Mengapa Harus Kartini?

Saya tidak anti Kartini atau anti Jawa seperti dituduhkan beberapa teman yang mendebat pertanyaan saya soal peringatan Hari Kartini. Saya cuma bertanya, Mengapa Harus Kartini? tapi kok tanggapannya malah jadi rasis gitu? Padahal Agus juga Jawa dan dia berpikir gimana kalo surat2 Kartini isinya bukan seperti dalam buku Habis Gelap Terbitlah Terang tapi resep masakan? Saya ngotot bertanya pada Mas Mbilung di postingannya, tidak berarti saya memilih Hari Malahayati. Bukan pula karena ikut2an Tamara Geraldine (halah...) yang katanya dukungan Tjut Nyak Dien terhadap suaminya adalah sebenar2nya emansipasi.

Sekali lagi saya cuma bertanya. Dan akhirnya, saya menemukan tulisan seorang kawan dan tulisannya mengenai kontroversi Kartini sebagian saya kopas ke sini dengan seijinnya.

Kontroversi-1. Keaslian pemikiran RA Kartini dalam surat-suratnya diragukan. Ada dugaan bahwa J.H. Abendanon, Menteri Kebudayaan, Agama, dan Kerajinan Hindia Belanda saat itu, melakukan editing atau merekayasa surat-surat Kartini. Kecurigaan ini timbul karena memang buku Kartini terbit saat pemerintahan kolonial Belanda menjalankan politik etis di Hindia Belanda, dan Abendanon termasuk yang berkepentingan dan mendukung politik etis. Hingga saat ini pun sebagian besar naskah asli surat tak diketahui keberadaannya. Kita hanya disuguhi tulisan-tulisan yang bersumber dari buku yang diterbitkan oleh Abendanon semata.
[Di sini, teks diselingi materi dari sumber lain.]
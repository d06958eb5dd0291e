//! Handlers for document registration and inspection tools.

use std::{path::Path, sync::Arc};

use crate::{
    mcp::format::document_payload,
    processing::{DocumentId, DocumentService},
};
use rmcp::{
    ErrorData as McpError,
    model::{CallToolResult, JsonObject},
};
use serde::Deserialize;
use serde_json::{Value, json};

use super::{map_processing_error, parse_arguments};

/// Request payload for the `upload-document` tool.
#[derive(Debug, Deserialize)]
pub(crate) struct UploadDocumentRequest {
    #[serde(default)]
    pub(crate) text: Option<String>,
    #[serde(default)]
    pub(crate) path: Option<String>,
    #[serde(default)]
    pub(crate) filename: Option<String>,
    #[serde(default)]
    pub(crate) content_type: Option<String>,
}

/// Request payload for tools addressing one document.
#[derive(Debug, Deserialize)]
pub(crate) struct DocumentIdRequest {
    pub(crate) doc_id: DocumentId,
}

/// Request payload for the `list-documents` tool.
#[derive(Debug, Default, Deserialize)]
pub(crate) struct ListDocumentsRequest {
    #[serde(default)]
    pub(crate) filename: Option<String>,
}

/// Handle the `upload-document` tool from inline text or a local file.
pub(crate) async fn handle_upload(
    documents: &Arc<DocumentService>,
    arguments: Option<JsonObject>,
) -> Result<CallToolResult, McpError> {
    let args: UploadDocumentRequest = parse_arguments(arguments)?;

    let metadata = match (args.text, args.path) {
        (Some(text), None) => {
            let filename = args.filename.unwrap_or_default();
            documents
                .create_document(filename, text)
                .await
                .map_err(map_processing_error)?
        }
        (None, Some(path)) => {
            let bytes = tokio::fs::read(&path).await.map_err(|err| {
                McpError::invalid_params(
                    format!("Failed to read `{path}`: {err}"),
                    Some(json!({ "kind": "invalid_request" })),
                )
            })?;
            let filename = args.filename.or_else(|| {
                Path::new(&path)
                    .file_name()
                    .map(|name| name.to_string_lossy().into_owned())
            });
            documents
                .upload_document(filename, bytes, args.content_type)
                .await
                .map_err(map_processing_error)?
        }
        _ => {
            return Err(McpError::invalid_params(
                "Provide exactly one of `text` or `path`",
                None,
            ));
        }
    };

    tracing::info!(
        doc_id = metadata.doc_id,
        chunks = metadata.num_chunks,
        "MCP upload completed"
    );
    let mut payload = document_payload(&metadata);
    payload["status"] = Value::String("ok".into());
    Ok(CallToolResult::structured(payload))
}

/// Handle the `list-documents` tool.
pub(crate) async fn handle_list_documents(
    documents: &Arc<DocumentService>,
    arguments: Option<JsonObject>,
) -> Result<CallToolResult, McpError> {
    let args: ListDocumentsRequest = parse_arguments(arguments)?;
    let listing = match args.filename.as_deref().map(str::trim) {
        Some(fragment) if !fragment.is_empty() => documents.find_documents(fragment).await,
        _ => documents.list_documents().await,
    };
    let items: Vec<Value> = listing.iter().map(document_payload).collect();
    Ok(CallToolResult::structured(json!({
        "documents": items,
        "count": listing.len(),
    })))
}

/// Handle the `get-document` tool.
pub(crate) async fn handle_get_document(
    documents: &Arc<DocumentService>,
    arguments: Option<JsonObject>,
) -> Result<CallToolResult, McpError> {
    let args: DocumentIdRequest = parse_arguments(arguments)?;
    let metadata = documents
        .get_document(args.doc_id)
        .await
        .map_err(map_processing_error)?;
    Ok(CallToolResult::structured(document_payload(&metadata)))
}

/// Handle the `get-chunks` tool.
pub(crate) async fn handle_get_chunks(
    documents: &Arc<DocumentService>,
    arguments: Option<JsonObject>,
) -> Result<CallToolResult, McpError> {
    let args: DocumentIdRequest = parse_arguments(arguments)?;
    let chunks = documents
        .get_chunks(args.doc_id)
        .await
        .map_err(map_processing_error)?;
    Ok(CallToolResult::structured(json!({
        "docId": args.doc_id,
        "numChunks": chunks.len(),
        "chunks": chunks,
    })))
}

#[cfg(test)]
mod tests {
    use super::*;
    use crate::config::Config;
    use rmcp::model::ErrorCode;

    fn service() -> Arc<DocumentService> {
        Arc::new(DocumentService::new(&Config::default()).unwrap())
    }

    fn args(value: Value) -> Option<JsonObject> {
        value.as_object().cloned()
    }

    #[tokio::test]
    async fn uploads_inline_text_and_lists_it() {
        let documents = service();
        let result = handle_upload(
            &documents,
            args(json!({ "text": "Tides follow the moon.", "filename": "tides.txt" })),
        )
        .await
        .unwrap();
        let payload = result.structured_content.unwrap();
        assert_eq!(payload["status"], "ok");
        assert_eq!(payload["docId"], 1);
        assert_eq!(payload["numChunks"], 1);

        let listing = handle_list_documents(&documents, args(json!({ "filename": "TIDES" })))
            .await
            .unwrap()
            .structured_content
            .unwrap();
        assert_eq!(listing["count"], 1);
        assert_eq!(listing["documents"][0]["filename"], "tides.txt");
    }

    #[tokio::test]
    async fn uploads_local_files() {
        let path = std::env::temp_dir().join(format!("smartdoc-mcp-{}.md", std::process::id()));
        tokio::fs::write(&path, "# Heading\n\nBody text.").await.unwrap();

        let documents = service();
        let payload = handle_upload(
            &documents,
            args(json!({ "path": path.to_string_lossy() })),
        )
        .await
        .unwrap()
        .structured_content
        .unwrap();
        tokio::fs::remove_file(&path).await.ok();

        assert!(payload["filename"].as_str().unwrap().ends_with(".md"));
        let chunks = handle_get_chunks(&documents, args(json!({ "doc_id": 1 })))
            .await
            .unwrap()
            .structured_content
            .unwrap();
        assert_eq!(chunks["chunks"], json!(["# Heading\n\nBody text."]));
    }

    #[tokio::test]
    async fn rejects_ambiguous_uploads() {
        let error = handle_upload(&service(), args(json!({ "text": "a", "path": "/tmp/a" })))
            .await
            .unwrap_err();
        assert_eq!(error.code, ErrorCode::INVALID_PARAMS);
    }

    #[tokio::test]
    async fn empty_text_is_a_client_error() {
        let documents = service();
        let error = handle_upload(&documents, args(json!({ "text": "   " })))
            .await
            .unwrap_err();
        assert_eq!(error.code, ErrorCode::INVALID_PARAMS);
        assert_eq!(error.data, Some(json!({ "kind": "empty_document" })));
        assert!(documents.list_documents().await.is_empty());
    }

    #[tokio::test]
    async fn unknown_document_is_reported() {
        let error = handle_get_document(&service(), args(json!({ "doc_id": 999 })))
            .await
            .unwrap_err();
        assert_eq!(error.data, Some(json!({ "kind": "document_not_found" })));
    }
}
Kontroversi-2. RA Kartini dianggap tidak konsisten dalam memperjuangkan pemikiran akan nasib perempuan Jawa. Dalam banyak tulisannya beliau selalu mempertanyakan tradisi Jawa (dan agama Islam) yang dianggap menghambat kemajuan perempuan seperti tak dibolehkan bersekolah, dipingit ketika mulai baligh, dinikahkan dengan laki-laki tak dikenal, menjadi korban poligami. Kartini juga mempertanyakan tentang agama yang dijadikan pembenaran bagi kaum laki-laki untuk berpoligami. Bagi Kartini, lengkap sudah penderitaan perempuan Jawa yang dunianya hanya sebatas tembok rumah dan bersedia untuk dimadu pula. Namun demikian, bertolak belakang dengan pemikirannya, RA Kartini rupanya menerima untuk dinikahkan (bahkan dipoligami) dengan bupati Rembang, Raden Adipati Joyodiningrat, yang sudah pernah memiliki tiga istri. Kartini menikah pada tanggal 12 November 1903, pada usia 24 tahun. Pada saat menjelang pernikahan, terdapat perubahan penilaian Kartini soal adat Jawa. Ia menjadi lebih toleran. Ia menganggap pernikahan akan membawa keuntungan tersendiri dalam mewujudkan keinginan mendirikan sekolah bagi para perempuan bumiputra kala itu.

Kontroversi-3. RA Kartini dianggap hanya berbicara untuk ruang lingkup Jawa saja, tak pernah menyinggung suku atau bangsa lain di Indonesia/Hindia Belanda. Pemikiran-pemikirannya dituangkan dalam rangka memperjuangan nasib perempuan Jawa, bukan nasib perempuan secara keseluruhan. Walaupun demikian ide-idenya dianggap menyeluruh secara nasional karena mengandung sesuatu yang universal.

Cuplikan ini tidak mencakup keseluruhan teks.